As decades of administrative law were being rendered irrelevant last week by a landmark Supreme Court decision denying regulators deference in their interpretations of ambiguous legal statues, one such regulator, Mark Christie, already had some ideas about what do with this new development.
Christie, the Federal Energy Regulatory Commission’s sole Republican member, had taken issue with FERC Order No. 1920, which was unveiled in May and established a new set of rules requiring transmission planners to be more proactive in assessing their future needs and how to pay for them. The order was decided in a 2-1 vote along partisan lines and was largely hailed by environmental and climate groups, who saw it as a way to encourage building out the transmission necessary to bring more wind and solar onto the grid.

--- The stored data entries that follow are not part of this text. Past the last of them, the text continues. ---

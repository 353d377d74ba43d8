//! Error handling for the scenario tool
//!
//! Provides centralized error handling with proper error types using thiserror.
//! All errors in the library should use these types for consistency.
//!
//! Per-node issues inside a batch (a missing property, a rejected move) are
//! *not* errors — they are reported in the batch result summary. Only
//! failures at the document or working-directory boundary surface here.

use std::path::PathBuf;
use thiserror::Error;

/// Main error type for the scenario tool
#[derive(Error, Debug)]
pub enum ScenarioError {
    /// IO errors (file operations, process spawning, etc.)
    #[error("IO error: {0}")]
    Io(#[from] std::io::Error),

    /// JSON serialization/deserialization errors
    #[error("JSON error: {0}")]
    Json(#[from] serde_json::Error),

    /// A required scenario file is absent at load or save time
    #[error("Missing required file: {}", path.display())]
    MissingFile { path: PathBuf },

    /// Structural problems: type-detection ambiguity, broken invariants
    #[error("Invalid document: {0}")]
    InvalidDocument(String),

    /// A transform script failed or its output failed validation
    #[error("Script '{name}' failed: {message}")]
    Script {
        name: String,
        message: String,
        /// Captured stdout/stderr from the script, attributed to its name
        log: String,
    },

    /// Disk/permission error during a staged save
    #[error("Persistence write failure: {0}")]
    PersistenceWrite(String),

    /// A strict-mode batch was rejected before any mutation
    #[error("Batch rejected: {0}")]
    Batch(String),

    /// Workspace layout errors (script/template directory problems)
    #[error("Workspace error: {0}")]
    Workspace(String),
}

/// Result type alias for scenario operations
pub type Result<T> = std::result::Result<T, ScenarioError>;

// Convenient error constructors
impl ScenarioError {
    /// Create a missing-file error
    pub fn missing_file(path: impl Into<PathBuf>) -> Self {
        Self::MissingFile { path: path.into() }
    }

    /// Create an invalid-document error
    pub fn invalid_document(msg: impl Into<String>) -> Self {
        Self::InvalidDocument(msg.into())
    }

    /// Create a script failure error
    pub fn script(
        name: impl Into<String>,
        message: impl Into<String>,
        log: impl Into<String>,
    ) -> Self {
        Self::Script {
            name: name.into(),
            message: message.into(),
            log: log.into(),
        }
    }

    /// Create a persistence write error
    pub fn persistence(msg: impl Into<String>) -> Self {
        Self::PersistenceWrite(msg.into())
    }

    /// Create a batch rejection error
    pub fn batch(msg: impl Into<String>) -> Self {
        Self::Batch(msg.into())
    }

    /// Create a workspace error
    pub fn workspace(msg: impl Into<String>) -> Self {
        Self::Workspace(msg.into())
    }
}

To some conservatives, however, the order would remove states from their rightful role in the transmission planning process and stick ratepayers with the cost of infrastructure they never asked for. The rule is already being challenged by state utility commissions, Republican state attorneys general, and the country’s largest regional transmission organization in a FERC process known as request for rehearing. Lawsuits will almost certainly follow.
Those lawsuits will play out on the new terrain laid out by Loper Bright Enterprises v. Raimondo, the Supreme Court decision rendered last week, which overturned a decades-old legal principle known as Chevron deference. Named for the 1984 case Chevron v. Natural Resources Defense Council, which established the notion that courts should defer to agencies’ interpretation of ambiguous statutory language to justify their rulemaking activity, Chevron deference formed the legal foundation for much of the U.S. regulatory apparatus.
In Christie’s lengthy and impassioned dissent to the order, however, he signaled that he thought that foundation might be crumbling.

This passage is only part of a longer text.